[Collected data entries]
-.-.-
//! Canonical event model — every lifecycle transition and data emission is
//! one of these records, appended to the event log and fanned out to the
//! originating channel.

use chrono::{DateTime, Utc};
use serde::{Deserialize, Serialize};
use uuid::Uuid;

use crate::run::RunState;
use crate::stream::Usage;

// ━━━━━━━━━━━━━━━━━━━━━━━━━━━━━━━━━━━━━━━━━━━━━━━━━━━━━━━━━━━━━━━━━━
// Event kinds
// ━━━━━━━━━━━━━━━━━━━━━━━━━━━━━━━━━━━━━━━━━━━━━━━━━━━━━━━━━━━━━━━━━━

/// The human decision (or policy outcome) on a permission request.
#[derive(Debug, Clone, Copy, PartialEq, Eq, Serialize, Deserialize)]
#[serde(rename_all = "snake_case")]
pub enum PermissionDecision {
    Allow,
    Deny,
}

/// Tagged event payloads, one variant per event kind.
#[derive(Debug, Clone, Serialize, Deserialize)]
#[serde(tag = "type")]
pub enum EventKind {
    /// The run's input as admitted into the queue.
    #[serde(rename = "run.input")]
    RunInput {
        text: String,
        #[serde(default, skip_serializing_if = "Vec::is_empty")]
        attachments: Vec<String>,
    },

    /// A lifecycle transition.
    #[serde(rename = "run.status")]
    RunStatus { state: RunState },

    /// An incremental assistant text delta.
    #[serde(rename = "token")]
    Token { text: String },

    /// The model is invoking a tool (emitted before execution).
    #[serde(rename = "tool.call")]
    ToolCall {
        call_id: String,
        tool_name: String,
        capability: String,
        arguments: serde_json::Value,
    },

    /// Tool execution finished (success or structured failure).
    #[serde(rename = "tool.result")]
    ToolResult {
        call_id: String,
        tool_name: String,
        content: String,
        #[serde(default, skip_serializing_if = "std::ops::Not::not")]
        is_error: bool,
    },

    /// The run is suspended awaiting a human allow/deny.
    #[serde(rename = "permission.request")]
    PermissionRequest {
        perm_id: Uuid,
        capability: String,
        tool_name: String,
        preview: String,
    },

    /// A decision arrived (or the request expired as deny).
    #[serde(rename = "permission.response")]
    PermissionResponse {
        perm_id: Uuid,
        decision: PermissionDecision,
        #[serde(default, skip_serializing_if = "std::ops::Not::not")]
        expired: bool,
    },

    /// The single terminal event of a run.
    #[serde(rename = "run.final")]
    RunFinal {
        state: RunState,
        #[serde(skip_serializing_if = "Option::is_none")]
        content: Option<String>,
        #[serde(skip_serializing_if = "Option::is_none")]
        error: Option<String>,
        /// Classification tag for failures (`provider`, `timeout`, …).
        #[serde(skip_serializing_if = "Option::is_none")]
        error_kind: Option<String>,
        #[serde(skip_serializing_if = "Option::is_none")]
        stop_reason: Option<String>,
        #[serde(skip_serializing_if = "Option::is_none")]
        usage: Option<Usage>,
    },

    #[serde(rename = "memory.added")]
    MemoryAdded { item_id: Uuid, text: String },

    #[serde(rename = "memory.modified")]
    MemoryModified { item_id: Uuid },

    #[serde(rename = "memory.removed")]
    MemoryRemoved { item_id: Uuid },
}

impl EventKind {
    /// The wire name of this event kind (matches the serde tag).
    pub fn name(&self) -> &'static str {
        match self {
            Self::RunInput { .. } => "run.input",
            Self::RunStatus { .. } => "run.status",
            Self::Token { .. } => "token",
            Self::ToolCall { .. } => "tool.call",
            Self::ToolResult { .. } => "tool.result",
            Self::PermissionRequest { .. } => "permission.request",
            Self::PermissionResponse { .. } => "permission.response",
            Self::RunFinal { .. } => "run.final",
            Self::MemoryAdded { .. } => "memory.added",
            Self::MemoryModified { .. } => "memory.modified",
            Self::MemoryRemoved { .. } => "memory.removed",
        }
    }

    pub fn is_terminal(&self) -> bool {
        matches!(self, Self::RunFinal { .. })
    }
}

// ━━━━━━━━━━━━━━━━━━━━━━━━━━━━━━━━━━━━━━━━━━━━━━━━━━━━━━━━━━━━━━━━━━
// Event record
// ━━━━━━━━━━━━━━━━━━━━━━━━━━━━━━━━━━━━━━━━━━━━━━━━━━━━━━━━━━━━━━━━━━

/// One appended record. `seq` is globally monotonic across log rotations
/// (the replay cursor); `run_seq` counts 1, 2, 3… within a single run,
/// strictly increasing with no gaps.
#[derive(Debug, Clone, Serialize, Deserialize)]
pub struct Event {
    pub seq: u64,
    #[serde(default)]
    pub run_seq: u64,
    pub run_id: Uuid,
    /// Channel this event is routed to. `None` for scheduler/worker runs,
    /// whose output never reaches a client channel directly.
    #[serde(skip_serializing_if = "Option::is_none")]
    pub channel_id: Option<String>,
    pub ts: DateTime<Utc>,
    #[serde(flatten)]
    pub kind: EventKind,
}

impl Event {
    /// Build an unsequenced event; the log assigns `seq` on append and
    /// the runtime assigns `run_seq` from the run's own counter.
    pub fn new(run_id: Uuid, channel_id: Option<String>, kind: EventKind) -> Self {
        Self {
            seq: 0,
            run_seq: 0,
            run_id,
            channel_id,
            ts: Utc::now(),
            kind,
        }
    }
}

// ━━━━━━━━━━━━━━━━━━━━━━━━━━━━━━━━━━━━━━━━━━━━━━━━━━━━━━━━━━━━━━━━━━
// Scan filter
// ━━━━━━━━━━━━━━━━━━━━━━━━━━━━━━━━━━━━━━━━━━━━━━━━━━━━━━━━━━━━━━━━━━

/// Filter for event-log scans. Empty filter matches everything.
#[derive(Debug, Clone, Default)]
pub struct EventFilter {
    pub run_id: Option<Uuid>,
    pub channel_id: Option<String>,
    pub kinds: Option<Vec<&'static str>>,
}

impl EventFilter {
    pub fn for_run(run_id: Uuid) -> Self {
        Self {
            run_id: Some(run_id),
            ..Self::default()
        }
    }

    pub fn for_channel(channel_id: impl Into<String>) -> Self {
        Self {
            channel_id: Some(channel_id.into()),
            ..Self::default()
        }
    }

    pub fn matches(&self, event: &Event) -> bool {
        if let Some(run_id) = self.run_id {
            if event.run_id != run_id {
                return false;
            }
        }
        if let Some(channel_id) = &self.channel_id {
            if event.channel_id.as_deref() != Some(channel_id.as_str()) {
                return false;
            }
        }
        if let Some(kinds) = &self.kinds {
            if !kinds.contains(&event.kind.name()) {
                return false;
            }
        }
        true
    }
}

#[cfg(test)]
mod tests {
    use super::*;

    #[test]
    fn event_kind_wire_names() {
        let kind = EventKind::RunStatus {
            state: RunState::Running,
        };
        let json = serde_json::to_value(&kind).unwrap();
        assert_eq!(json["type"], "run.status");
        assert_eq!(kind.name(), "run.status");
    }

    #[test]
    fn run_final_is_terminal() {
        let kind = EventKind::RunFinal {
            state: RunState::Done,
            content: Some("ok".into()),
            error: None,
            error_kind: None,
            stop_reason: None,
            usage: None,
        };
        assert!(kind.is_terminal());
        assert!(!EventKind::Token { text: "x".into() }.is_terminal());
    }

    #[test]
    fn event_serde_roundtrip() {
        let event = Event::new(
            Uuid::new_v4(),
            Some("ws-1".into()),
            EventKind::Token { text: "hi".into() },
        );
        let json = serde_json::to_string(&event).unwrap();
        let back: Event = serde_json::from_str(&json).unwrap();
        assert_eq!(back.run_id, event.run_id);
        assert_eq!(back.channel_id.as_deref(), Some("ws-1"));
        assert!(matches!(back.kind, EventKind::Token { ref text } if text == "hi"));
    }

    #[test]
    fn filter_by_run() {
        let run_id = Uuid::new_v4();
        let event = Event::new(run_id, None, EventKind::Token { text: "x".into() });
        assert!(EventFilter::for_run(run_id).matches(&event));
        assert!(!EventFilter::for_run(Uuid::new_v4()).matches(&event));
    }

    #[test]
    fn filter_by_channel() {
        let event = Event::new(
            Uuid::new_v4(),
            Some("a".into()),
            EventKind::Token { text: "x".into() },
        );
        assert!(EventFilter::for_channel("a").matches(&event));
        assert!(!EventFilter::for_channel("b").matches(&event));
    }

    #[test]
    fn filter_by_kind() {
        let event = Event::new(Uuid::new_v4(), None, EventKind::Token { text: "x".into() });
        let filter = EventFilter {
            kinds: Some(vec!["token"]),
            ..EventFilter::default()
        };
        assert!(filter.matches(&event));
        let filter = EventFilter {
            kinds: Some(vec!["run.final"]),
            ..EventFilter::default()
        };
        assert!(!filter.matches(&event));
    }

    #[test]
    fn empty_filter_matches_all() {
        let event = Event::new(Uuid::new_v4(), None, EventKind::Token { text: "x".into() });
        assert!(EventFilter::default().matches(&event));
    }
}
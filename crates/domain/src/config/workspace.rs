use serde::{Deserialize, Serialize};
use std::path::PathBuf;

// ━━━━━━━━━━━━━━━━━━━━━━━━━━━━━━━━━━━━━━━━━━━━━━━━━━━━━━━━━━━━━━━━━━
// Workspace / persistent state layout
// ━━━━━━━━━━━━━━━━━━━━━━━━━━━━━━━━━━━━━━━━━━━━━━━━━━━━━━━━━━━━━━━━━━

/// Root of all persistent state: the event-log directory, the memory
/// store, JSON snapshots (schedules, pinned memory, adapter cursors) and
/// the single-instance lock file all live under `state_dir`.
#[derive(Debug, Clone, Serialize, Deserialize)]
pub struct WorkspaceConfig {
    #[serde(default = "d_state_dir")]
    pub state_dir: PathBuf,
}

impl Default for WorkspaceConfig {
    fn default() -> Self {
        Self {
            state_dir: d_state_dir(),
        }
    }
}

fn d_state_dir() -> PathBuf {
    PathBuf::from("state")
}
-.-.-
> **Problem**: State only how many lines above hold the string "bool".

> **Solution to this problem**: 4